Leurs résultats révèlent que dans les deux groupes, on trouve essentiellement des candidats masculins, blancs, issus des élites bancaires et commerciales, et une proportion de femmes et de minorités ethniques équivalente à leur pourcentage au sein du groupe parlementaire (qui comprend 24 % de femmes et 6 % de minorités ethniques). Cependant, dans le groupe des 71 circonscriptions ciblées, on dénombre seulement 13 femmes et 4 minorités ethniques sur un total de 71 circonscriptions, soit 18 % de femmes et 5 % de candidats issus des minorités ethniques, ce qui est inférieur à leurs proportions à la Chambre des Communes. Dans ce groupe, le candidat classique apparaît plus jeune, du moins d’après les réseaux sociaux car son âge est rarement mentionné, et correspond au profil du jeune père de famille chrétien et traditionaliste mais peu engagé dans les guerres culturelles de ses prédécesseurs. À l’inverse de la cohorte précédente, il semble donc que la diversité ne soit plus la préoccupation principale du parti conservateur.

À la liste des personnalités atypiques mentionnées par Michael Crick, Anaïs Coquet et Rémi Jean ajoutent tout un panel hétéroclite aux parcours et aux positionnements très variés : Mairhi Fraser, surnommée la « Tory Trumpista » ; Alex Deane, commentateur de la chaîne polémique GB News ; James Cracknell, champion olympique d’aviron ; Chloe Smith, influenceuse sur Instagram ; ou John Cope, ancien dirigeant de la section LGBT+ du parti. Pour autant, tous ces candidats, pourtant actifs sur les réseaux sociaux, restent relativement silencieux sur les questions politiques et semblent décidés, à la différence de leurs prédécesseurs, à ne pas faire de vagues sur les enjeux du moment les plus clivants comme le conflit israélo-palestinien ou l’immigration.

Phénix conservateur

Les enseignements tirés de cette enquête sont d’autant plus intéressants qu’ils sont contre-intuitifs. À l’heure où les élections européennes ont abouti à la victoire des listes d’extrême droite dans de nombreux pays, l’hypothèse d’une dérive populiste du parti conservateur, influencé par la popularité de Boris Johnson, en dépit de ses mensonges, et séduit par les thèses extrémistes d’un parti comme Reform, semblait faire sens.
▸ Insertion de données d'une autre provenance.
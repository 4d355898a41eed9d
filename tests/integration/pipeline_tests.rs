use super::*;

#[tokio::test]
async fn test_eligible_offer_sends_one_message() {
    let server = mock_telegram(1).await;
    let config = get_test_config(&server.uri());
    let html = results_page(&[train_listing("016А", &[seat_item("Купе", "2 места", "3500")])]);

    let result = create_checker(&config, html).check_date("10.01.2024").await;

    assert!(result.success);
    assert_eq!(result.notifications_sent, 1);

    let messages = sent_messages(&server).await;
    assert_eq!(messages.len(), 1);

    let message = &messages[0];
    let text = message["text"].as_str().unwrap();
    assert_eq!(message["chat_id"], "-1001234567890");
    assert_eq!(message["parse_mode"], "Markdown");
    assert!(text.contains("Купе"));
    assert!(text.contains("3500"));
    assert!(text.contains("016А"));
    assert_eq!(
        message["reply_markup"]["inline_keyboard"][0][0]["url"],
        "https://grandtrain.ru/tickets/2000000-2078750/10.01.2024/?number=016А"
    );
}

#[tokio::test]
async fn test_sold_out_offer_sends_nothing() {
    let server = mock_telegram(0).await;
    let config = get_test_config(&server.uri());
    let html = results_page(&[train_listing(
        "016А",
        &[seat_item("Купе", "Свободных мест нет", "3500")],
    )]);

    let result = create_checker(&config, html).check_date("10.01.2024").await;

    assert!(result.success);
    assert_eq!(result.eligible_trains, 0);
    assert!(sent_messages(&server).await.is_empty());
}

#[tokio::test]
async fn test_message_lists_only_preferred_types() {
    let server = mock_telegram(1).await;
    let config = get_test_config(&server.uri());
    let html = results_page(&[train_listing(
        "016А",
        &[
            seat_item("Купе", "1 место", "3500"),
            seat_item("Плацкарт", "2 места", "2100"),
            seat_item("СВ", "4 места", "7200"),
        ],
    )]);

    create_checker(&config, html).check_date("10.01.2024").await;

    let messages = sent_messages(&server).await;
    let text = messages[0]["text"].as_str().unwrap();
    assert!(text.contains("*Тип:* Купе, *Кол-во:* 1 место, *Цена:* 3500₽"));
    assert!(!text.contains("Плацкарт"));
    assert!(!text.contains("7200"));
}

#[tokio::test]
async fn test_api_failure_is_swallowed() {
    let server = MockServer::start().await;
    Mock::given(method("POST"))
        .respond_with(ResponseTemplate::new(500))
        .expect(2)
        .mount(&server)
        .await;

    let config = get_test_config(&server.uri());
    let html = results_page(&[
        train_listing("016А", &[seat_item("Купе", "2 места", "3500")]),
        train_listing("018А", &[seat_item("Купе", "1 место", "3900")]),
    ]);

    let result = create_checker(&config, html).check_date("10.01.2024").await;

    assert!(result.success);
    assert_eq!(result.trains.len(), 2);
    assert_eq!(result.eligible_trains, 2);
    assert_eq!(result.notifications_sent, 0);
}

#[tokio::test]
async fn test_config_file_drives_pipeline() -> anyhow::Result<()> {
    use std::io::Write;

    let server = mock_telegram(1).await;
    let mut file = tempfile::Builder::new().suffix(".yaml").tempfile()?;
    write!(
        file,
        r#"
stations:
  from: "2000000"
  to: "2078750"
dates:
  start_date: "2024-01-10"
  days_forward: 1
seat_preferences:
  seat_positions: ["2"]
  seat_types: ["Купе"]
scheduler:
  time_to_sleep_range: [0, 0]
telegram:
  chat_id: "-1001234567890"
  bot_token: "{token}"
  api_base_url: "{uri}"
scraper:
  settle_delay_range: [0, 0]
"#,
        token = BOT_TOKEN,
        uri = server.uri()
    )?;

    let config = AppConfig::from_file(file.path())?;
    let dates = config.target_dates();
    assert_eq!(dates, vec!["10.01.2024"]);

    let html = results_page(&[train_listing("016А", &[seat_item("Купе", "2 места", "3500")])]);
    let result = create_checker(&config, html).check_date(&dates[0]).await;

    assert_eq!(result.notifications_sent, 1);
    Ok(())
}
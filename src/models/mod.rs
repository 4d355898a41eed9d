pub mod train;

pub use train::*;
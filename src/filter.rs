use std::collections::BTreeSet;

use crate::config::SeatPreferences;
use crate::models::SeatClassRecord;

#[derive(Debug, Clone, PartialEq, Eq)]
pub struct FilterOutcome {
    pub eligible: bool,
    /// Seat classes whose count text matched a preferred position.
    pub filtered: Vec<SeatClassRecord>,
}

impl FilterOutcome {
    fn ineligible() -> Self {
        Self {
            eligible: false,
            filtered: Vec::new(),
        }
    }
}

#[derive(Debug, Clone)]
pub struct PreferenceFilter {
    seat_positions: Vec<String>,
    seat_types: BTreeSet<String>,
}

impl PreferenceFilter {
    pub fn new(preferences: &SeatPreferences) -> Self {
        Self {
            seat_positions: preferences.seat_positions.clone(),
            seat_types: preferences.seat_types.iter().cloned().collect(),
        }
    }

    pub fn is_preferred_type(&self, seat_type: &str) -> bool {
        self.seat_types.contains(seat_type)
    }

    fn matches_position(&self, seat: &SeatClassRecord) -> bool {
        self.seat_positions
            .iter()
            .any(|position| seat.seat_count.contains(position.as_str()))
    }

    /// A train qualifies when at least one position-matched seat class is of a
    /// preferred type and not sold out. Trains without a breakdown never do.
    pub fn evaluate(&self, seats: Option<&[SeatClassRecord]>) -> FilterOutcome {
        let Some(seats) = seats else {
            return FilterOutcome::ineligible();
        };

        let filtered: Vec<SeatClassRecord> = seats
            .iter()
            .filter(|seat| self.matches_position(seat))
            .cloned()
            .collect();

        let eligible = filtered
            .iter()
            .any(|seat| self.is_preferred_type(&seat.seat_type) && !seat.availability.is_unavailable());

        FilterOutcome { eligible, filtered }
    }
}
Pour preuve : le très controversé Safety of Rwanda (Asylum and Immigration) Act approuvé le 25 avril 2024 et dont la mise en œuvre semble aujourd’hui menacée par une victoire travailliste.
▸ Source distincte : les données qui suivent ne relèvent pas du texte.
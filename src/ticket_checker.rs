use rand::Rng;
use serde::{Deserialize, Serialize};
use std::sync::Arc;
use std::time::Duration;
use tokio::time::Instant;

use crate::config::{range_bounds, AppConfig, ScraperConfig, StationsConfig};
use crate::extractor::ListingExtractor;
use crate::filter::PreferenceFilter;
use crate::models::TrainRecord;
use crate::plugins::traits::{NotificationEvent, NotifierPlugin};
use crate::scraper::PageRenderer;
use crate::Result;

#[derive(Debug, Clone, Serialize, Deserialize)]
pub struct DateCheckResult {
    pub date: String,
    pub success: bool,
    pub trains: Vec<TrainRecord>,
    pub eligible_trains: usize,
    pub notifications_sent: usize,
    pub error: Option<String>,
    pub total_time_ms: u64,
}

impl DateCheckResult {
    pub fn failed(date: &str, error: String, total_time_ms: u64) -> Self {
        Self {
            date: date.to_string(),
            success: false,
            trains: Vec::new(),
            eligible_trains: 0,
            notifications_sent: 0,
            error: Some(error),
            total_time_ms,
        }
    }
}

/// Runs one scrape-and-notify pass for a single date.
pub struct TicketChecker {
    renderer: Arc<dyn PageRenderer>,
    notifier: Arc<dyn NotifierPlugin>,
    extractor: ListingExtractor,
    filter: PreferenceFilter,
    stations: StationsConfig,
    scraper: ScraperConfig,
}

impl TicketChecker {
    pub fn new(
        config: &AppConfig,
        renderer: Arc<dyn PageRenderer>,
        notifier: Arc<dyn NotifierPlugin>,
    ) -> Result<Self> {
        Ok(Self {
            renderer,
            notifier,
            extractor: ListingExtractor::new(&config.scraper.no_seats_text)?,
            filter: PreferenceFilter::new(&config.seat_preferences),
            stations: config.stations.clone(),
            scraper: config.scraper.clone(),
        })
    }

    fn settle_delay(&self) -> Duration {
        let (min, max) = range_bounds(&self.scraper.settle_delay_range).unwrap_or((0, 0));
        Duration::from_secs(rand::thread_rng().gen_range(min..=max))
    }

    /// Never fails: any render or extraction error yields an empty result
    /// for the date.
    pub async fn check_date(&self, date: &str) -> DateCheckResult {
        let start_time = Instant::now();
        tracing::info!("Starting check for date: {}", date);

        match self.try_check_date(date).await {
            Ok(result) => {
                tracing::info!(
                    "Finished check for date {}: {} trains, {} eligible, {} notifications sent",
                    date,
                    result.trains.len(),
                    result.eligible_trains,
                    result.notifications_sent
                );
                result
            }
            Err(e) => {
                tracing::error!("Error checking date {}: {}", date, e);
                DateCheckResult::failed(date, e.to_string(), start_time.elapsed().as_millis() as u64)
            }
        }
    }

    async fn try_check_date(&self, date: &str) -> Result<DateCheckResult> {
        let start_time = Instant::now();

        let url = self.scraper.search_url(&self.stations, date)?;
        let html = self.renderer.render(&url, self.settle_delay()).await?;
        let trains = self.extractor.extract_html(&html)?;

        let mut eligible_trains = 0;
        let mut notifications_sent = 0;

        for train in &trains {
            let outcome = self.filter.evaluate(train.seat_details.as_deref());
            if !outcome.eligible {
                continue;
            }
            eligible_trains += 1;

            let Some(booking_path) = &train.booking_path else {
                tracing::warn!(
                    "Train {} on {} matches preferences but has no booking link, skipping",
                    train.train_number,
                    date
                );
                continue;
            };

            let event = NotificationEvent {
                date: date.to_string(),
                train: train.clone(),
                seats: outcome.filtered,
                booking_url: self.scraper.booking_url(&self.stations, date, booking_path),
            };

            if self.deliver(&event).await {
                notifications_sent += 1;
            }
        }

        Ok(DateCheckResult {
            date: date.to_string(),
            success: true,
            trains,
            eligible_trains,
            notifications_sent,
            error: None,
            total_time_ms: start_time.elapsed().as_millis() as u64,
        })
    }

    /// Single delivery attempt; failures are logged and swallowed.
    async fn deliver(&self, event: &NotificationEvent) -> bool {
        match self.notifier.notify(event).await {
            Ok(result) if result.success => true,
            Ok(result) => {
                tracing::warn!(
                    "{} rejected message for train {}: {}",
                    self.notifier.name(),
                    event.train.train_number,
                    result.error.unwrap_or_default()
                );
                false
            }
            Err(e) => {
                tracing::error!(
                    "Error sending {} message for train {}: {}",
                    self.notifier.name(),
                    event.train.train_number,
                    e
                );
                false
            }
        }
    }
}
On peut aussi aisément imaginer que l’histoire, ponctuée par un enchaînement de crises internes, politiques et géopolitiques, laissera des traces. Mais si les élections aboutissent à un renouvellement significatif du groupe parlementaire, de surcroît très fortement réduit, cette enquête laisse penser au contraire que l’agenda de modernisation porté par David Cameron est bien mort et enterré et que la période d’opposition qui attend les conservateurs sera l’occasion d’un examen de conscience au centre de l’échiquier politique. À moins d’une défaite éliminatoire, rappelons en effet que le parti conservateur a fait preuve par le passé d’une étonnante capacité à se réinventer et à renaître de ses cendres.